CHAPTER FOURTEEN LEXINGTON AND CONCORD
17/77

Only two of the British were wounded.
The victors remained in possession of the Green, fired a volley, and gave three loud cheers to celebrate a victory that in the end was to cost King George his fairest colonies.
The soldiers' monument that stands on the Green was erected in 1799.

In 1835, in the presence of Daniel Webster, Joseph Story, Josiah Quincy, and a vast audience, Edward Everett delivered an oration, and the bodies of those who fell in the battle were removed from the old cemetery to a vault in the rear of the shaft, where they now rest.

The weather-beaten stone is over-grown with a protecting mantle of ivy, which threatens to drop like a veil over the long inscription.

Here, for more than a century, the village has received distinguished visitors,--Lafayette in 1824, Kossuth in 1851, and famous men of later days.
The Buckman Tavern, where the patriots assembled, built in 1690, still stands with its marks of bullets and flood of old associations.
These ancient hostelries--Monroe's, Buckman's, Wright's in Concord, and the Wayside Inn--are by no means the least interesting features of this historic section.
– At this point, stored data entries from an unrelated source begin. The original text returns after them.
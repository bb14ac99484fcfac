use utoipa::OpenApi;

#[derive(OpenApi)]
#[openapi(
    paths(
        crate::features::health::handler::health_check,
        crate::features::avatar::handler::get_avatar,
    ),
    components(schemas(
        crate::features::health::handler::HealthResponse,
        crate::features::avatar::AvatarStyle,
        crate::features::avatar::NetworkId,
    )),
    tags(
        (
            name = "Avatar",
            description = "头像合成：按 token/bundle 的图层合成 PNG，短时间窗口内复用已渲染文件。"
        ),
        (name = "Health", description = "健康检查：服务探活。"),
    ),
    info(
        title = "Bundle Avatar API",
        version = env!("CARGO_PKG_VERSION"),
        description = "链上 token bundle 头像合成服务（Axum + utoipa）。"
    )
)]
pub struct ApiDoc;
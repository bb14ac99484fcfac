use std::time::Duration;

use bundle_avatar::features::avatar;
use bundle_avatar::startup::run_startup_checks;
use bundle_avatar::{AppConfig, AppState, ShutdownManager, build_router};

#[tokio::main]
async fn main() {
    // 日志级别来自配置，配置加载失败时日志尚未初始化
    if let Err(e) = AppConfig::init_global() {
        eprintln!("Config init failed: {e}");
        std::process::exit(1);
    }
    let config = AppConfig::global();

    tracing_subscriber::fmt()
        .with_env_filter(
            tracing_subscriber::EnvFilter::try_from_default_env().unwrap_or_else(|_| {
                format!("bundle_avatar={},tower_http=info", config.logging.level).into()
            }),
        )
        .init();

    let shutdown_manager = ShutdownManager::new();

    if let Err(e) = shutdown_manager.start_signal_handler().await {
        tracing::error!("信号处理器启动失败: {}", e);
        std::process::exit(1);
    }

    if let Err(e) = run_startup_checks(config).await {
        tracing::error!("Startup checks failed: {}", e);
        std::process::exit(1);
    }

    let pipeline = match avatar::build_pipeline(config) {
        Ok(p) => p,
        Err(e) => {
            tracing::error!("Pipeline init failed: {}", e);
            std::process::exit(1);
        }
    };
    let app_state = AppState::new(pipeline);

    // 过期缓存条目清理
    let sweeper = if config.render.sweep_interval_secs > 0 {
        Some(avatar::spawn_cache_sweeper(
            app_state.pipeline.cache().clone(),
            app_state.pipeline.clock().clone(),
            Duration::from_secs(config.render.sweep_interval_secs),
            shutdown_manager.handle(),
        ))
    } else {
        tracing::warn!("缓存清理已关闭，渲染时间表将随请求的 token 数量持续增长");
        None
    };

    let app = build_router(app_state);

    let addr = config.server_addr();
    let listener = tokio::net::TcpListener::bind(&addr)
        .await
        .unwrap_or_else(|e| {
            tracing::error!("Bind address failed {}: {}", addr, e);
            std::process::exit(1);
        });

    tracing::info!("Server listening on http://{}", addr);
    tracing::info!("Docs: http://{}/docs", addr);
    tracing::info!("Health: http://{}/health", addr);
    tracing::info!(
        "Storage: {:?} (ttl={}ms, coalesce={}, style_in_cache_key={})",
        config.storage_path(),
        config.render.cache_ttl_ms,
        config.render.coalesce,
        config.render.style_in_cache_key
    );

    let shutdown_timeout = config.shutdown.timeout_duration();
    let signal_manager = shutdown_manager.clone();
    let graceful = axum::serve(listener, app).with_graceful_shutdown(async move {
        let reason = signal_manager.wait_for_shutdown().await;
        tracing::info!("接收到退出信号: {:?}，开始优雅关闭HTTP服务器...", reason);
    });

    // 收到退出信号后最多再等 shutdown_timeout，超时则强制退出
    let deadline = async {
        shutdown_manager.wait_for_shutdown().await;
        tokio::time::sleep(shutdown_timeout).await;
    };

    tokio::select! {
        res = graceful => {
            if let Err(e) = res {
                tracing::error!("服务器运行错误: {}", e);
                std::process::exit(1);
            }
        }
        _ = deadline => {
            tracing::warn!("优雅退出超时（{}秒），强制退出", config.shutdown.timeout_secs);
        }
    }

    if let Some(handle) = sweeper
        && let Err(e) = handle.await
    {
        tracing::warn!("缓存清理任务异常退出: {}", e);
    }

    tracing::info!("服务器已关闭");
}
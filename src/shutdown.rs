//! 优雅退出管理模块
//!
//! 监听 SIGINT/SIGTERM（Windows 下为 Ctrl+C），通知 HTTP 服务与后台任务退出。

use std::sync::Arc;
use tokio::sync::watch;
use tracing::{debug, error, info};

/// 退出原因
#[derive(Debug, Clone, Copy, PartialEq, Eq)]
pub enum ShutdownReason {
    /// 用户中断信号 (Ctrl+C)
    Interrupt,
    /// 终止信号 (SIGTERM)
    Terminate,
    /// 应用请求退出
    Application,
}

/// 优雅退出错误类型
#[derive(Debug, thiserror::Error)]
pub enum ShutdownError {
    #[error("信号设置失败: {0}")]
    SignalSetup(String),
}

/// 优雅退出管理器。只记录第一次触发的退出原因。
#[derive(Debug, Clone)]
pub struct ShutdownManager {
    tx: Arc<watch::Sender<Option<ShutdownReason>>>,
}

impl ShutdownManager {
    pub fn new() -> Self {
        let (tx, _) = watch::channel(None);
        Self { tx: Arc::new(tx) }
    }

    /// 触发优雅退出，重复触发会被忽略
    pub fn trigger_shutdown(&self, reason: ShutdownReason) {
        let first = self.tx.send_if_modified(|current| {
            if current.is_none() {
                *current = Some(reason);
                true
            } else {
                false
            }
        });
        if first {
            info!("触发优雅退出: {:?}", reason);
        } else {
            debug!("重复的退出信号被忽略");
        }
    }

    pub fn is_shutting_down(&self) -> bool {
        self.tx.borrow().is_some()
    }

    /// 等待退出信号（已触发时立即返回）
    pub async fn wait_for_shutdown(&self) -> ShutdownReason {
        self.handle()
            .wait()
            .await
            .unwrap_or(ShutdownReason::Application)
    }

    /// 供后台任务监听退出事件
    pub fn handle(&self) -> ShutdownHandle {
        ShutdownHandle {
            rx: self.tx.subscribe(),
        }
    }

    /// 启动信号处理器
    pub async fn start_signal_handler(&self) -> Result<(), ShutdownError> {
        #[cfg(unix)]
        {
            use tokio::signal::unix::{SignalKind, signal};

            info!("启动Unix信号处理器");
            let mut sigint = signal(SignalKind::interrupt())
                .map_err(|e| ShutdownError::SignalSetup(e.to_string()))?;
            let mut sigterm = signal(SignalKind::terminate())
                .map_err(|e| ShutdownError::SignalSetup(e.to_string()))?;

            let manager = self.clone();
            tokio::spawn(async move {
                tokio::select! {
                    _ = sigint.recv() => {
                        info!("接收到SIGINT信号 (Ctrl+C)");
                        manager.trigger_shutdown(ShutdownReason::Interrupt);
                    }
                    _ = sigterm.recv() => {
                        info!("接收到SIGTERM信号");
                        manager.trigger_shutdown(ShutdownReason::Terminate);
                    }
                }
            });
        }

        #[cfg(not(unix))]
        {
            info!("启动Ctrl+C信号处理器");
            let manager = self.clone();
            tokio::spawn(async move {
                if let Err(e) = tokio::signal::ctrl_c().await {
                    error!("监听Ctrl+C信号失败: {}", e);
                    return;
                }
                info!("接收到Ctrl+C信号");
                manager.trigger_shutdown(ShutdownReason::Interrupt);
            });
        }

        Ok(())
    }
}

impl Default for ShutdownManager {
    fn default() -> Self {
        Self::new()
    }
}

/// 优雅退出句柄
#[derive(Debug, Clone)]
pub struct ShutdownHandle {
    rx: watch::Receiver<Option<ShutdownReason>>,
}

impl ShutdownHandle {
    /// 等待退出信号；管理器被释放时返回 None
    pub async fn wait(&mut self) -> Option<ShutdownReason> {
        match self.rx.wait_for(Option::is_some).await {
            Ok(reason) => *reason,
            Err(_) => {
                error!("退出信号通道已关闭");
                None
            }
        }
    }

    pub fn is_shutting_down(&self) -> bool {
        self.rx.borrow().is_some()
    }
}

#[cfg(test)]
mod tests {
    use super::*;
    use std::time::Duration;

    #[tokio::test]
    async fn first_trigger_wins() {
        let manager = ShutdownManager::new();
        assert!(!manager.is_shutting_down());

        manager.trigger_shutdown(ShutdownReason::Interrupt);
        manager.trigger_shutdown(ShutdownReason::Terminate);

        assert!(manager.is_shutting_down());
        assert_eq!(manager.wait_for_shutdown().await, ShutdownReason::Interrupt);
    }

    #[tokio::test]
    async fn handle_observes_later_trigger() {
        let manager = ShutdownManager::new();
        let mut handle = manager.handle();
        assert!(!handle.is_shutting_down());

        let trigger = manager.clone();
        tokio::spawn(async move {
            tokio::time::sleep(Duration::from_millis(10)).await;
            trigger.trigger_shutdown(ShutdownReason::Application);
        });

        assert_eq!(handle.wait().await, Some(ShutdownReason::Application));
        assert!(handle.is_shutting_down());
    }

    #[tokio::test]
    async fn wait_does_not_return_before_trigger() {
        let manager = ShutdownManager::new();
        let res = tokio::time::timeout(Duration::from_millis(50), manager.wait_for_shutdown()).await;
        assert!(res.is_err());
    }
}
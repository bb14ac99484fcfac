use axum::{
    http::{HeaderValue, StatusCode, header},
    response::{IntoResponse, Response},
};
use thiserror::Error;

/// 应用统一错误类型
///
/// 所有错误都在请求边界被转换为 HTTP 状态码 + 纯文本消息。
/// 需要 `Clone`：同一个渲染 flight 的失败结果会分发给所有等待者。
#[derive(Error, Debug, Clone, PartialEq, Eq)]
pub enum AppError {
    /// 路径参数校验失败（avatar/network/collectionId/tokenId）
    #[error("参数校验错误 [{field}={value}]: {reason}")]
    InvalidParameter {
        field: &'static str,
        value: String,
        /// 面向调用方的错误描述
        reason: String,
    },

    /// 存储路径构造失败（存储根目录缺失、不是目录或不可写）
    #[error("存储路径错误: {0}")]
    PathConstruction(String),

    /// 链上数据解析失败
    #[error("链上数据解析错误: {0}")]
    Resolution(String),

    /// 图层获取/合成/编码/落盘失败
    #[error("图像合成错误: {0}")]
    Composition(String),

    /// 读取已渲染图片失败
    #[error("图片读取错误: {0}")]
    Stream(String),

    /// 内部服务器错误
    #[error("内部错误: {0}")]
    Internal(String),
}

impl AppError {
    pub fn invalid_parameter(
        field: &'static str,
        value: impl Into<String>,
        reason: impl Into<String>,
    ) -> Self {
        AppError::InvalidParameter {
            field,
            value: value.into(),
            reason: reason.into(),
        }
    }

    pub fn status_code(&self) -> StatusCode {
        match self {
            AppError::InvalidParameter { .. } | AppError::PathConstruction(_) => {
                StatusCode::BAD_REQUEST
            }
            AppError::Resolution(_)
            | AppError::Composition(_)
            | AppError::Stream(_)
            | AppError::Internal(_) => StatusCode::INTERNAL_SERVER_ERROR,
        }
    }

    /// 返回给调用方的消息正文。
    ///
    /// 服务端错误原样透传协作方的错误文本（会暴露内部信息，见 DESIGN.md）。
    pub fn client_message(&self) -> &str {
        match self {
            AppError::InvalidParameter { reason, .. } => reason,
            AppError::PathConstruction(m)
            | AppError::Resolution(m)
            | AppError::Composition(m)
            | AppError::Stream(m)
            | AppError::Internal(m) => m,
        }
    }
}

impl IntoResponse for AppError {
    fn into_response(self) -> Response {
        let status = self.status_code();
        if status.is_server_error() {
            tracing::error!(status = status.as_u16(), "{}", self);
        } else {
            tracing::warn!(status = status.as_u16(), "{}", self);
        }

        let mut res = self.client_message().to_string().into_response();
        *res.status_mut() = status;
        res.headers_mut().insert(
            header::CONTENT_TYPE,
            HeaderValue::from_static("text/plain; charset=utf-8"),
        );
        res
    }
}

#[cfg(test)]
mod tests {
    use super::AppError;
    use axum::{body::to_bytes, http::StatusCode, response::IntoResponse};

    #[test]
    fn client_errors_map_to_bad_request() {
        let e = AppError::invalid_parameter("avatar", "x", "Unknown avatar (x)");
        assert_eq!(e.status_code(), StatusCode::BAD_REQUEST);
        assert_eq!(
            AppError::PathConstruction("root".into()).status_code(),
            StatusCode::BAD_REQUEST
        );
    }

    #[test]
    fn collaborator_errors_map_to_internal_server_error() {
        for e in [
            AppError::Resolution("rpc down".into()),
            AppError::Composition("decode".into()),
            AppError::Stream("eof".into()),
        ] {
            assert_eq!(e.status_code(), StatusCode::INTERNAL_SERVER_ERROR);
        }
    }

    #[tokio::test]
    async fn response_body_is_raw_message_text() {
        let resp = AppError::Resolution("token 7 not found".into()).into_response();
        assert_eq!(resp.status(), StatusCode::INTERNAL_SERVER_ERROR);
        assert_eq!(
            resp.headers()["content-type"],
            "text/plain; charset=utf-8"
        );
        let body = to_bytes(resp.into_body(), usize::MAX)
            .await
            .expect("read body");
        assert_eq!(&body[..], b"token 7 not found");
    }
}
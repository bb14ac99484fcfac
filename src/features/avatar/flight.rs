use std::collections::HashMap;
use std::sync::{Arc, Mutex, PoisonError};

use futures_util::future::{BoxFuture, FutureExt, Shared};

use crate::error::AppError;

use super::store::CacheKey;

type FlightFuture = Shared<BoxFuture<'static, Result<(), AppError>>>;

/// 本请求在 flight 中的角色
#[derive(Debug, Clone, Copy, PartialEq, Eq)]
pub enum FlightRole {
    /// 发起渲染
    Leader,
    /// 等待已有渲染的结果
    Follower,
    /// 无进行中的渲染，且 `needed` 判定无需渲染（上一个 flight 刚完成并已记录）
    Skipped,
}

/// 按缓存键合并并发渲染：同一键同时只有一个渲染在进行，后到者等待其结果。
///
/// 渲染以独立任务运行，发起请求断开不会取消其他等待者。不同键之间互不阻塞。
#[derive(Clone, Default)]
pub struct RenderFlights {
    inflight: Arc<Mutex<HashMap<CacheKey, FlightFuture>>>,
}

impl RenderFlights {
    pub fn new() -> Self {
        Self::default()
    }

    /// 加入 `key` 正在进行的渲染，或用 `job` 发起一个新的渲染。
    ///
    /// `needed` 在持有 in-flight 锁时求值：flight 先完成记录再移除自身，
    /// 所以这里看不到 flight 时，缓存判定已经反映了它的结果。
    pub async fn run<P, F>(
        &self,
        key: &CacheKey,
        needed: P,
        job: F,
    ) -> (FlightRole, Result<(), AppError>)
    where
        P: FnOnce() -> bool,
        F: FnOnce() -> BoxFuture<'static, Result<(), AppError>>,
    {
        let (role, flight) = {
            let mut inflight = self.inflight.lock().unwrap_or_else(PoisonError::into_inner);
            match inflight.get(key) {
                Some(existing) => (FlightRole::Follower, existing.clone()),
                None if !needed() => return (FlightRole::Skipped, Ok(())),
                None => {
                    let flight = self.spawn(key.clone(), job());
                    inflight.insert(key.clone(), flight.clone());
                    (FlightRole::Leader, flight)
                }
            }
        };
        (role, flight.await)
    }

    /// 当前进行中的渲染数量
    pub fn in_flight(&self) -> usize {
        self.inflight
            .lock()
            .unwrap_or_else(PoisonError::into_inner)
            .len()
    }

    fn spawn(&self, key: CacheKey, job: BoxFuture<'static, Result<(), AppError>>) -> FlightFuture {
        let inflight = self.inflight.clone();
        let handle = tokio::spawn(async move {
            let result = job.await;
            inflight
                .lock()
                .unwrap_or_else(PoisonError::into_inner)
                .remove(&key);
            result
        });
        async move {
            handle
                .await
                .unwrap_or_else(|e| Err(AppError::Internal(format!("渲染任务执行失败: {e}"))))
        }
        .boxed()
        .shared()
    }
}
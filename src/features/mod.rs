/// 头像合成与缓存
pub mod avatar;

/// 健康检查
pub mod health;
use std::path::PathBuf;
use std::sync::Arc;
use std::time::{Duration, Instant};

use axum::{http::StatusCode, response::Response};
use futures_util::future::{BoxFuture, FutureExt};

use crate::error::AppError;

use super::compositor::Compositor;
use super::flight::{FlightRole, RenderFlights};
use super::rasterizer::LayerRasterizer;
use super::resolver::BundleResolver;
use super::staleness::{Clock, StalenessCache};
use super::store::{CacheKey, ImageStore};
use super::streamer;
use super::types::{AvatarPathParams, AvatarRequest};
use super::validator;

/// 管线行为选项
#[derive(Debug, Clone)]
pub struct PipelineOptions {
    pub cache_ttl: Duration,
    /// 是否合并同一缓存键的并发渲染
    pub coalesce: bool,
    /// 样式是否参与缓存键
    pub style_in_cache_key: bool,
}

impl Default for PipelineOptions {
    fn default() -> Self {
        Self {
            cache_ttl: Duration::from_millis(3000),
            coalesce: true,
            style_in_cache_key: false,
        }
    }
}

/// 缓存判定结果，对应响应状态码
#[derive(Debug, Clone, Copy, PartialEq, Eq)]
pub enum RenderOutcome {
    /// 未过期，直接返回已有文件（200）
    Cached,
    /// 本次请求完成（或等到了）一次新渲染（201）
    Rendered,
}

impl RenderOutcome {
    pub fn status(&self) -> StatusCode {
        match self {
            RenderOutcome::Cached => StatusCode::OK,
            RenderOutcome::Rendered => StatusCode::CREATED,
        }
    }
}

/// 单次请求的处理管线：
/// 校验 → 缓存键 → 过期判定 →（未命中：解析图层 → 合成落盘 → 记录）→ 流式返回。
///
/// 任一阶段失败即终止，不做自动重试。
pub struct AvatarPipeline {
    store: ImageStore,
    cache: Arc<StalenessCache>,
    clock: Arc<dyn Clock>,
    resolver: Arc<dyn BundleResolver>,
    compositor: Arc<Compositor>,
    flights: Option<RenderFlights>,
    style_in_cache_key: bool,
}

impl AvatarPipeline {
    pub fn new(
        store: ImageStore,
        resolver: Arc<dyn BundleResolver>,
        rasterizer: Arc<dyn LayerRasterizer>,
        clock: Arc<dyn Clock>,
        options: PipelineOptions,
    ) -> Self {
        Self {
            store,
            cache: Arc::new(StalenessCache::new(options.cache_ttl)),
            clock,
            resolver,
            compositor: Arc::new(Compositor::new(rasterizer)),
            flights: options.coalesce.then(RenderFlights::new),
            style_in_cache_key: options.style_in_cache_key,
        }
    }

    pub fn cache(&self) -> &Arc<StalenessCache> {
        &self.cache
    }

    pub fn clock(&self) -> &Arc<dyn Clock> {
        &self.clock
    }

    pub fn store(&self) -> &ImageStore {
        &self.store
    }

    /// 完整处理一次请求并生成图片响应
    pub async fn serve(&self, raw: &AvatarPathParams) -> Result<Response, AppError> {
        let (path, outcome) = self.prepare(raw).await?;
        tracing::info!("Serving {}...", path.display());
        streamer::stream_image(&path, outcome.status()).await
    }

    /// 执行到流式返回之前的所有阶段，返回图片路径与缓存判定结果。
    pub async fn prepare(&self, raw: &AvatarPathParams) -> Result<(PathBuf, RenderOutcome), AppError> {
        let req = validator::validate(raw)?;
        let key = CacheKey::for_request(&req, self.style_in_cache_key);
        let path = self.store.path_for(&key).await?;

        if !self.cache.should_render(&key, self.clock.now()) {
            tracing::debug!(key = %key, "缓存命中");
            return Ok((path, RenderOutcome::Cached));
        }
        tracing::debug!(key = %key, "缓存未命中，开始渲染");

        match &self.flights {
            Some(flights) => {
                let (role, result) = flights
                    .run(
                        &key,
                        || self.cache.should_render(&key, self.clock.now()),
                        || self.render_job(req, key.clone(), path.clone()),
                    )
                    .await;
                match role {
                    FlightRole::Leader => {}
                    FlightRole::Follower => tracing::debug!(key = %key, "合并到进行中的渲染"),
                    FlightRole::Skipped => {
                        tracing::debug!(key = %key, "渲染刚完成，直接返回");
                        return Ok((path, RenderOutcome::Cached));
                    }
                }
                result?;
            }
            None => self.render_job(req, key.clone(), path.clone()).await?,
        }
        Ok((path, RenderOutcome::Rendered))
    }

    /// 解析图层 → 合成落盘 → 记录渲染时间。失败时不记录。
    fn render_job(
        &self,
        req: AvatarRequest,
        key: CacheKey,
        path: PathBuf,
    ) -> BoxFuture<'static, Result<(), AppError>> {
        let resolver = self.resolver.clone();
        let compositor = self.compositor.clone();
        let cache = self.cache.clone();
        let clock = self.clock.clone();
        async move {
            let t0 = Instant::now();
            let layers = resolver
                .resolve(req.network, req.collection_id, req.token_id)
                .await?;
            tracing::debug!(key = %key, layers = layers.len(), "图层解析完成");

            let bytes = compositor.compose(&layers, req.avatar, &path).await?;
            cache.record(&key, clock.now());
            tracing::info!(
                key = %key,
                layers = layers.len(),
                bytes,
                elapsed_ms = t0.elapsed().as_millis() as u64,
                "渲染完成"
            );
            Ok(())
        }
        .boxed()
    }
}
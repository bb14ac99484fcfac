use axum::{extract::State, http::StatusCode, response::Json};
use serde::Serialize;

use crate::state::AppState;

/// 健康检查响应
#[derive(Debug, Serialize, utoipa::ToSchema)]
#[serde(rename_all = "camelCase")]
pub struct HealthResponse {
    #[schema(example = "healthy")]
    pub status: String,
    #[schema(example = "bundle-avatar")]
    pub service: String,
    /// 当前版本（Cargo package version）
    #[schema(example = "0.1.0")]
    pub version: String,
    /// 渲染时间表中的缓存键数量
    #[schema(example = 12)]
    pub cache_entries: usize,
}

#[utoipa::path(
    get,
    path = "/health",
    summary = "健康检查",
    description = "用于探活的健康检查端点，返回服务状态、版本与缓存条目数。",
    responses((status = 200, description = "服务健康", body = HealthResponse)),
    tag = "Health"
)]
pub async fn health_check(State(state): State<AppState>) -> (StatusCode, Json<HealthResponse>) {
    (
        StatusCode::OK,
        Json(HealthResponse {
            status: "healthy".to_string(),
            service: env!("CARGO_PKG_NAME").to_string(),
            version: env!("CARGO_PKG_VERSION").to_string(),
            cache_entries: state.pipeline.cache().len(),
        }),
    )
}
/// 统一错误处理模块
pub mod error;

/// 配置模块
pub mod config;

/// 启动检查模块
pub mod startup;

/// 功能聚合模块
pub mod features;

/// 应用状态聚合模块
pub mod state;

/// 路由组装
pub mod routes;

/// OpenAPI 文档
pub mod openapi;

/// 优雅退出管理模块
pub mod shutdown;

/// HTTP Client 复用工具
pub mod http;

/// request_id 中间件
pub mod request_id;

// 导出常用类型供外部使用
pub use config::AppConfig;
pub use error::AppError;
pub use routes::build_router;
pub use shutdown::{ShutdownHandle, ShutdownManager, ShutdownReason};
pub use state::AppState;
An old tavern is as pathetic as an old hat: it is redolent of former owners and guests, each room reeks with confused personalities, every latch is electric from many hands, every wall echoes a thousand voices; at dusk of day the clink of glasses and the resounding toast may still be heard in the deserted banquet-hall; at night a ghostly light illumines the vacant ballroom, and the rustle of silks and satins, the sound of merry laughter, and the faint far-off strains of music fall upon the ear.
We did not visit the Clarke house where Paul Revere roused Adams and Hancock; we saw it from the road.